İthalat, 2021 yılının ilk aylarında belirgin bir artış eğilimi sergiledi. Nisan ayında, önceki yılın aynı ayına göre %25 artan aylık ihracat ve ithalat artış hızının yavaşlaması ile bu trendde değişim işareti görüldü. İhracat Mayıs ayında da belirgin şekilde artarken, 2021 yılında ilk kez Mayıs ayında ithalatın önceki yılın aynı ayına kıyasla gerilemesi, yılın başından bu yana devam eden yüksek ithalat trendinin değiştiğini gösterdi. İhracatın artması, ithalatın yavaşlaması yönündeki olumlu trend, Haziran ayında güçlenerek devam etti.

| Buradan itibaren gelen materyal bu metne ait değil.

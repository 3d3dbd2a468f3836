//! Request extractors

use async_trait::async_trait;
use axum::extract::rejection::JsonRejection;
use axum::extract::{FromRequest, Request};
use axum::Json;

use crate::error::AppError;

/// JSON body whose rejection renders as an `AppError`
///
/// A malformed or mistyped body answers with the usual error body shape
/// instead of axum's plain-text rejection.
pub struct ApiJson<T>(pub T);

#[async_trait]
impl<S, T> FromRequest<S> for ApiJson<T>
where
    Json<T>: FromRequest<S, Rejection = JsonRejection>,
    S: Send + Sync,
{
    type Rejection = AppError;

    async fn from_request(request: Request, state: &S) -> Result<Self, Self::Rejection> {
        let Json(value) = Json::<T>::from_request(request, state).await?;
        Ok(ApiJson(value))
    }
}
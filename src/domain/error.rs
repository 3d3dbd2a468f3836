//! Domain Error Types
//!
//! Pure domain errors that don't depend on infrastructure.

use thiserror::Error;

/// Domain-specific errors
///
/// These errors represent business rule violations. Every one of them is
/// raised before any balance is written, so a caller receiving one knows
/// that no mutation happened.
#[derive(Debug, Error, Clone, PartialEq)]
pub enum DomainError {
    /// Insufficient balance for debit operation
    #[error("Insufficient balance: required {required}, available {available}")]
    InsufficientBalance { required: i64, available: i64 },

    /// Invalid amount (zero or negative)
    #[error("Invalid amount: {0}")]
    InvalidAmount(String),

    /// Account not found
    #[error("Account not found: {0}")]
    AccountNotFound(String),

    /// Transfer to same account
    #[error("Cannot transfer money to the same account")]
    SameAccountTransfer,

    /// Applying the delta would overflow the balance
    #[error("Balance overflow: {balance} + {delta}")]
    BalanceOverflow { balance: i64, delta: i64 },
}

impl DomainError {
    /// Create an insufficient balance error
    pub fn insufficient_balance(required: i64, available: i64) -> Self {
        Self::InsufficientBalance {
            required,
            available,
        }
    }

    /// Create an account not found error from any displayable key
    pub fn account_not_found(key: impl std::fmt::Display) -> Self {
        Self::AccountNotFound(key.to_string())
    }

    /// Check if this is a client error (user's fault)
    pub fn is_client_error(&self) -> bool {
        matches!(
            self,
            Self::InsufficientBalance { .. }
                | Self::InvalidAmount(_)
                | Self::SameAccountTransfer
                | Self::BalanceOverflow { .. }
        )
    }
}

impl From<super::AmountError> for DomainError {
    fn from(err: super::AmountError) -> Self {
        Self::InvalidAmount(err.to_string())
    }
}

Temmuz, Ağustos ve Eylül aylarında ise bu trend değişti ve ithalattaki artışlar dikkat çekti.
Dış ticaret fazlası halen güçlü

2021 yılının başlarında ithalatın artış eğiliminde olmasından olumsuz etkilenen dış ticaret fazlası, yılın ilk dört ayında önceki yılın aynı döneminin gerisinde kalmıştı.

Mayıs verilerinin gelmesiyle birlikte 2021’de ilk kez dış ticaret fazlası, önceki yılın aynı döneminin üzerine çıkmış; 2021’in ilk 5 ayında, önceki yılın aynı dönemine kıyasla %32,1 artarak 1,63 milyar dolar olarak gerçekleşmişti.

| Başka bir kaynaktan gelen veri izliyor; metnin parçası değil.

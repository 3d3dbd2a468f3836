//! Command definitions
//!
//! Commands represent intentions to change the system state. Every balance
//! command names the acting account explicitly.

use serde::{Deserialize, Serialize};

// =========================================================================
// Account commands
// =========================================================================

/// Command to open a new account
#[derive(Debug, Clone)]
pub struct CreateAccountCommand {
    pub first_name: String,
    pub last_name: String,
    pub password: String,
}

impl CreateAccountCommand {
    pub fn new(first_name: String, last_name: String, password: String) -> Self {
        Self {
            first_name,
            last_name,
            password,
        }
    }
}

/// Command to authenticate with account number and password
#[derive(Debug, Clone)]
pub struct LoginCommand {
    pub number: i64,
    pub password: String,
}

impl LoginCommand {
    pub fn new(number: i64, password: String) -> Self {
        Self { number, password }
    }
}

// =========================================================================
// Balance commands
// =========================================================================

/// Command to deposit into the acting account
#[derive(Debug, Clone, Copy, PartialEq, Eq)]
pub struct DepositCommand {
    pub account_number: i64,
    pub amount: i64,
}

impl DepositCommand {
    pub fn new(account_number: i64, amount: i64) -> Self {
        Self {
            account_number,
            amount,
        }
    }
}

/// Command to withdraw from the acting account
#[derive(Debug, Clone, Copy, PartialEq, Eq)]
pub struct WithdrawCommand {
    pub account_number: i64,
    pub amount: i64,
}

impl WithdrawCommand {
    pub fn new(account_number: i64, amount: i64) -> Self {
        Self {
            account_number,
            amount,
        }
    }
}

/// Command to move money from the acting account to another account
#[derive(Debug, Clone, Copy, PartialEq, Eq)]
pub struct TransferCommand {
    /// Acting account, debited
    pub from_number: i64,
    /// Destination account, credited
    pub to_number: i64,
    pub amount: i64,
}

impl TransferCommand {
    pub fn new(from_number: i64, to_number: i64, amount: i64) -> Self {
        Self {
            from_number,
            to_number,
            amount,
        }
    }
}

// =========================================================================
// Results
// =========================================================================

/// Balance of one account before and after a mutation
#[derive(Debug, Clone, Copy, PartialEq, Eq, Serialize, Deserialize)]
#[serde(rename_all = "camelCase")]
pub struct BalanceChange {
    pub number: i64,
    pub old_balance: i64,
    pub new_balance: i64,
}

impl BalanceChange {
    /// Signed delta that produced this change
    pub fn delta(&self) -> i64 {
        self.new_balance - self.old_balance
    }
}

/// Result of a completed transfer
#[derive(Debug, Clone, Copy, PartialEq, Eq, Serialize, Deserialize)]
pub struct TransferResult {
    pub from: BalanceChange,
    pub to: BalanceChange,
    pub amount: i64,
}

/// Result of a successful account creation or login
#[derive(Debug, Clone, Serialize, Deserialize)]
pub struct SessionResult {
    pub id: i64,
    pub number: i64,
    pub token: String,
}

#[cfg(test)]
mod tests {
    use super::*;

    #[test]
    fn test_balance_change_delta() {
        let change = BalanceChange {
            number: 1,
            old_balance: 500,
            new_balance: 300,
        };
        assert_eq!(change.delta(), -200);
    }

    #[test]
    fn test_balance_change_wire_format() {
        let change = BalanceChange {
            number: 123,
            old_balance: 0,
            new_balance: 500,
        };
        let json = serde_json::to_value(change).unwrap();

        assert_eq!(json["number"], 123);
        assert_eq!(json["oldBalance"], 0);
        assert_eq!(json["newBalance"], 500);
    }

    #[test]
    fn test_transfer_command() {
        let cmd = TransferCommand::new(123, 456, 200);
        assert_eq!(cmd.from_number, 123);
        assert_eq!(cmd.to_number, 456);
        assert_eq!(cmd.amount, 200);
    }
}
use loyalty_core::card::validate_top_up;
use loyalty_core::coupon::{calculate_discount, validate_coupon};
use loyalty_core::{
    AccountStore, CardTopUpRequest, CartItem, CartLimits, CartTotals, CheckoutPhase, CoreError,
    CouponStore, HistoryLog, PaymentMethod, Points, Product, ProductCatalog, PurchaseRecord,
    StoreResult, ALL_CATEGORIES, DEFAULT_CATEGORY,
};

use crate::config::CheckoutConfig;
use crate::error::{CheckoutError, CheckoutResult};
use crate::session::CheckoutSession;

// =============================================================================
// Collaborators
// =============================================================================

/// The persistence collaborators the engine calls out through.
#[derive(Clone)]
pub struct Collaborators {
    pub accounts: Arc<dyn AccountStore>,
    pub coupons: Arc<dyn CouponStore>,
    pub catalog: Arc<dyn ProductCatalog>,
    pub history: Arc<dyn HistoryLog>,
}

impl Collaborators {
    pub fn new(
        accounts: Arc<dyn AccountStore>,
        coupons: Arc<dyn CouponStore>,
        catalog: Arc<dyn ProductCatalog>,
        history: Arc<dyn HistoryLog>,
    ) -> Self {
        Collaborators {
            accounts,
            coupons,
            catalog,
            history,
        }
    }
}

/// What a committed redemption or top-up hands back to the client.
#[derive(Debug, Clone, PartialEq, Eq, Serialize, TS)]
#[ts(export)]
#[serde(rename_all = "camelCase")]
pub struct CheckoutReceipt {
    pub record: PurchaseRecord,

    /// Balance after the commit
    pub balance_points: i64,
}

// =============================================================================
// Engine
// =============================================================================

pub struct CheckoutEngine {
    user_id: String,
    stores: Collaborators,
    timeout: Duration,
    session: Arc<Mutex<CheckoutSession>>,
    phase: Arc<watch::Sender<CheckoutPhase>>,
    in_flight: Arc<AtomicBool>,
    record_seq: AtomicU64,
}
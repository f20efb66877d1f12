//! # Purchase History Repository
//!
//! Append-only purchase log, one stream per device.
//!
//! ## Storage Shape
//! ```text
//! ┌─────────────────────────────────────────────────────────────────────────┐
//! │  purchase_history                                                       │
//! │                                                                         │
//! │  id          device_id  items_json          total  method  card_json   │
//! │  ──────────  ─────────  ──────────────────  ─────  ──────  ─────────── │
//! │  17..-2      tablet-1   []                  0      card    {visa,...}  │
//! │  17..-1      tablet-1   [{"productId":..}]  900    points  NULL        │
//! │                                                                         │
//! │  append()   → INSERT only (there is no UPDATE or DELETE)               │
//! │  list_all() → WHERE device_id = ? ORDER BY rowid DESC (append order)   │
//! └─────────────────────────────────────────────────────────────────────────┘
//! ```

use async_trait::async_trait;
use chrono::{DateTime, Utc};
use sqlx::SqlitePool;
use tracing::debug;

use crate::error::{DbError, DbResult};
use loyalty_core::{CardReceipt, CartItem, HistoryLog, PaymentMethod, PurchaseRecord, StoreResult};

#[derive(Debug, sqlx::FromRow)]
struct HistoryRow {
    id: String,
    items_json: String,
    subtotal_points: i64,
    discount_points: i64,
    coupon_code: Option<String>,
    total_points: i64,
    payment_method: PaymentMethod,
    card_json: Option<String>,
    points_purchased: Option<i64>,
    created_at: DateTime<Utc>,
}

impl TryFrom<HistoryRow> for PurchaseRecord {
    type Error = DbError;

    fn try_from(row: HistoryRow) -> Result<Self, Self::Error> {
        let items: Vec<CartItem> = serde_json::from_str(&row.items_json)?;
        let card: Option<CardReceipt> = row
            .card_json
            .as_deref()
            .map(serde_json::from_str)
            .transpose()?;

        Ok(PurchaseRecord {
            id: row.id,
            items,
            subtotal_points: row.subtotal_points,
            discount_points: row.discount_points,
            coupon_code: row.coupon_code,
            total_points: row.total_points,
            payment_method: row.payment_method,
            card,
            points_purchased: row.points_purchased,
            created_at: row.created_at,
        })
    }
}

/// Purchase history of one device.
#[derive(Debug, Clone)]
pub struct HistoryRepository {
    pool: SqlitePool,
    device_id: String,
}

impl HistoryRepository {
    /// Creates a history repository scoped to `device_id`.
    pub fn new(pool: SqlitePool, device_id: impl Into<String>) -> Self {
        HistoryRepository {
            pool,
            device_id: device_id.into(),
        }
    }

    pub fn device_id(&self) -> &str {
        &self.device_id
    }

    /// Inserts a record.
    ///
    /// ## Returns
    /// * `Err(DbError::UniqueViolation)` - A record with this id already exists
    pub async fn insert(&self, record: &PurchaseRecord) -> DbResult<()> {
        debug!(
            device_id = %self.device_id,
            record_id = %record.id,
            method = %record.payment_method,
            "Appending purchase record"
        );

        let items_json = serde_json::to_string(&record.items)?;
        let card_json = record.card.as_ref().map(serde_json::to_string).transpose()?;

        sqlx::query(
            r#"
            INSERT INTO purchase_history (
                id, device_id, items_json, subtotal_points, discount_points,
                coupon_code, total_points, payment_method, card_json,
                points_purchased, created_at
            ) VALUES (?1, ?2, ?3, ?4, ?5, ?6, ?7, ?8, ?9, ?10, ?11)
            "#,
        )
        .bind(&record.id)
        .bind(&self.device_id)
        .bind(items_json)
        .bind(record.subtotal_points)
        .bind(record.discount_points)
        .bind(&record.coupon_code)
        .bind(record.total_points)
        .bind(record.payment_method)
        .bind(card_json)
        .bind(record.points_purchased)
        .bind(record.created_at)
        .execute(&self.pool)
        .await?;

        Ok(())
    }

    /// Every record of this device, newest first.
    pub async fn list(&self) -> DbResult<Vec<PurchaseRecord>> {
        let rows = sqlx::query_as::<_, HistoryRow>(
            r#"
            SELECT id, items_json, subtotal_points, discount_points, coupon_code,
                   total_points, payment_method, card_json, points_purchased, created_at
            FROM purchase_history
            WHERE device_id = ?1
            ORDER BY rowid DESC
            "#,
        )
        .bind(&self.device_id)
        .fetch_all(&self.pool)
        .await?;

        rows.into_iter().map(PurchaseRecord::try_from).collect()
    }

    /// Number of records of this device.
    pub async fn count(&self) -> DbResult<i64> {
        let count: i64 =
            sqlx::query_scalar("SELECT COUNT(*) FROM purchase_history WHERE device_id = ?1")
                .bind(&self.device_id)
                .fetch_one(&self.pool)
                .await?;
        Ok(count)
    }
}

#[async_trait]
impl HistoryLog for HistoryRepository {
    async fn append(&self, record: &PurchaseRecord) -> StoreResult<()> {
        Ok(self.insert(record).await?)
    }

    async fn list_all(&self) -> StoreResult<Vec<PurchaseRecord>> {
        Ok(self.list().await?)
    }

    async fn len(&self) -> StoreResult<usize> {
        Ok(self.count().await? as usize)
    }
}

2021’in ilk 9 ayında dış ticaret fazlası önceki yılın aynı dönemine göre %23,3 artışla 3,74 milyar dolar olarak gerçekleşti.

Birim ihracat değeri 2021’in ilk 9 ayında, önceki yılın aynı dönemine göre %2,4 artarak 1.099 dolar/ton olarak gerçekleşti. İthalat birim değeri ise önceki yılın aynı dönemine göre %32,3 artışla 609 dolar/ton’a yükseldi.

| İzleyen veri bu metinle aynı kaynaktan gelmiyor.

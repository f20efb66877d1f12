//! # Checkout Error Type
//!
//! What the client receives when a checkout operation fails.
//!
//! ## Error Taxonomy
//! ```text
//! ┌─────────────────────────────────────────────────────────────────────────┐
//! │                    Error Flow in the Checkout                           │
//! │                                                                         │
//! │  Source                     kind                  client reaction       │
//! │  ──────                     ────                  ───────────────       │
//! │                                                                         │
//! │  CouponRejection ─┐                                                     │
//! │  MissingFields    ├───────► USER_INPUT_ERROR ───► fix input, no retry   │
//! │  EmptyCart ───────┘                                                     │
//! │                                                                         │
//! │  InsufficientPoints ─┐                                                  │
//! │  coupon re-check ────┼────► STATE_CONFLICT ─────► cart/coupon kept      │
//! │  second submit ──────┘                                                  │
//! │                                                                         │
//! │  StoreError ─────┐                                                      │
//! │  deadline hit ───┴────────► PERSISTENCE_FAILURE ► generic message,      │
//! │                                                   detail only in logs   │
//! └─────────────────────────────────────────────────────────────────────────┘
//! ```
//!
//! ## Serialization
//! ```json
//! {
//!   "kind": "STATE_CONFLICT",
//!   "code": "INSUFFICIENT_POINTS",
//!   "message": "Insufficient points: available 400 pts, required 450 pts"
//! }
//! ```

use serde::Serialize;
use thiserror::Error;
use ts_rs::TS;

use loyalty_core::{CoreError, StoreError};

/// Result type for engine operations.
pub type CheckoutResult<T> = Result<T, CheckoutError>;

/// Broad class of a checkout failure.
#[derive(Debug, Clone, Copy, PartialEq, Eq, Serialize, TS)]
#[ts(export)]
#[serde(rename_all = "SCREAMING_SNAKE_CASE")]
pub enum ErrorKind {
    /// The user typed or selected something unusable.
    UserInputError,

    /// The request was fine but the current state does not allow it.
    StateConflict,

    /// A collaborator failed or did not answer in time.
    PersistenceFailure,
}

/// Error returned from every [`CheckoutEngine`](crate::CheckoutEngine) operation.
#[derive(Debug, Clone, PartialEq, Eq, Serialize, TS)]
#[ts(export)]
pub struct CheckoutError {
    pub kind: ErrorKind,

    /// Machine-readable code, e.g. `INSUFFICIENT_POINTS`
    pub code: String,

    /// Human-readable message for display
    pub message: String,
}

impl CheckoutError {
    pub fn new(kind: ErrorKind, code: impl Into<String>, message: impl Into<String>) -> Self {
        CheckoutError {
            kind,
            code: code.into(),
            message: message.into(),
        }
    }

    pub fn user_input(code: impl Into<String>, message: impl Into<String>) -> Self {
        CheckoutError::new(ErrorKind::UserInputError, code, message)
    }

    pub fn conflict(code: impl Into<String>, message: impl Into<String>) -> Self {
        CheckoutError::new(ErrorKind::StateConflict, code, message)
    }

    /// A second redeem or top-up while one is still running.
    pub fn in_progress() -> Self {
        CheckoutError::conflict(
            "CHECKOUT_IN_PROGRESS",
            "A checkout is already in progress",
        )
    }

    /// The applied coupon failed its re-check at commit time.
    pub fn no_longer_eligible(reason: impl std::fmt::Display) -> Self {
        CheckoutError::conflict(
            "COUPON_NO_LONGER_ELIGIBLE",
            format!("The applied coupon can no longer be used: {}", reason),
        )
    }

    pub fn product_not_found(id: &str) -> Self {
        CheckoutError::user_input("PRODUCT_NOT_FOUND", format!("Product not found: {}", id))
    }

    /// Generic persistence failure. The detail belongs in the logs.
    pub fn persistence() -> Self {
        CheckoutError::new(
            ErrorKind::PersistenceFailure,
            "PERSISTENCE_FAILURE",
            "The operation could not be saved, please try again",
        )
    }

    /// A collaborator call that exceeded its deadline.
    pub fn timeout(operation: &str, timeout_ms: u64) -> Self {
        tracing::error!(operation, timeout_ms, "Collaborator call timed out");
        CheckoutError::persistence()
    }

    pub fn kind(&self) -> ErrorKind {
        self.kind
    }

    pub fn code(&self) -> &str {
        &self.code
    }

    pub fn is_persistence_failure(&self) -> bool {
        self.kind == ErrorKind::PersistenceFailure
    }
}

/// Converts collaborator errors. Never shows the store's detail to the user.
impl From<StoreError> for CheckoutError {
    fn from(err: StoreError) -> Self {
        match &err {
            StoreError::NotFound { entity, id } => {
                tracing::error!(entity = %entity, id = %id, "Store record missing");
            }
            StoreError::Unavailable(detail) => {
                tracing::error!("Store unavailable: {}", detail);
            }
            StoreError::Corrupt(detail) => {
                tracing::error!("Corrupt store record: {}", detail);
            }
        }
        CheckoutError::persistence()
    }
}

/// Converts domain rule violations.
impl From<CoreError> for CheckoutError {
    fn from(err: CoreError) -> Self {
        let message = err.to_string();
        match err {
            CoreError::EmptyCart => CheckoutError::user_input("EMPTY_CART", message),
            CoreError::InsufficientPoints { .. } => {
                CheckoutError::conflict("INSUFFICIENT_POINTS", message)
            }
            CoreError::CouponRejected(rejection) => {
                CheckoutError::user_input(rejection.code(), message)
            }
            CoreError::MissingFields { .. } => CheckoutError::user_input("MISSING_FIELDS", message),
            CoreError::InvalidAmount { .. } => CheckoutError::user_input("INVALID_AMOUNT", message),
            CoreError::CartTooLarge { .. } => CheckoutError::user_input("CART_LIMIT", message),
            CoreError::AmountOverflow => CheckoutError::user_input("AMOUNT_OVERFLOW", message),
            CoreError::QuantityTooLarge { .. } => {
                CheckoutError::user_input("QUANTITY_LIMIT", message)
            }
            CoreError::ProductNotInCart(_) => {
                CheckoutError::user_input("PRODUCT_NOT_IN_CART", message)
            }
            CoreError::Validation(_) => CheckoutError::user_input("VALIDATION_ERROR", message),
        }
    }
}

impl std::fmt::Display for CheckoutError {
    fn fmt(&self, f: &mut std::fmt::Formatter<'_>) -> std::fmt::Result {
        write!(f, "[{}] {}", self.code, self.message)
    }
}

impl std::error::Error for CheckoutError {}

// =============================================================================
// Config Error
// =============================================================================

/// Failures loading, validating or saving `loyalty.toml`.
#[derive(Debug, Error)]
pub enum ConfigError {
    #[error("Invalid checkout configuration: {0}")]
    Invalid(String),

    #[error("Failed to load config: {0}")]
    LoadFailed(String),

    #[error("Failed to save config: {0}")]
    SaveFailed(String),

    #[error("Config I/O error: {0}")]
    Io(#[from] std::io::Error),
}

impl From<toml::de::Error> for ConfigError {
    fn from(err: toml::de::Error) -> Self {
        ConfigError::LoadFailed(err.to_string())
    }
}

impl From<toml::ser::Error> for ConfigError {
    fn from(err: toml::ser::Error) -> Self {
        ConfigError::SaveFailed(err.to_string())
    }
}

pub type ConfigResult<T> = Result<T, ConfigError>;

Birim ithalat değerinin 2021’in başından beri yüksek seviyede devam etmesi olumsuz bir gelişme olarak değerlendirildi.
Dış ticarette en yüksek hacimli ürünler

2021’nin ilk 9 ayında ihracatta öne çıkan ürünler sırasıyla Un (0,81 milyar dolar), Fındık İçi (0,80 milyar dolar) ve Makarna (0,57 milyar dolar) olurken bu ürünler toplam ihracatın yaklaşık %13,7’sini oluşturdu.

Aynı dönemde en çok ithal edilen ürünler ise sırasıyla Buğday (1,5 milyar dolar), Soya Fasulyesi (1,2 milyar dolar) ve Ham Ayçiçeği Yağı (0,7 milyar dolar) oldu. Bu 3 ürün, toplam ithalatın yaklaşık %28’ini, yani 4’te 1’inden fazlasını oluşturdu.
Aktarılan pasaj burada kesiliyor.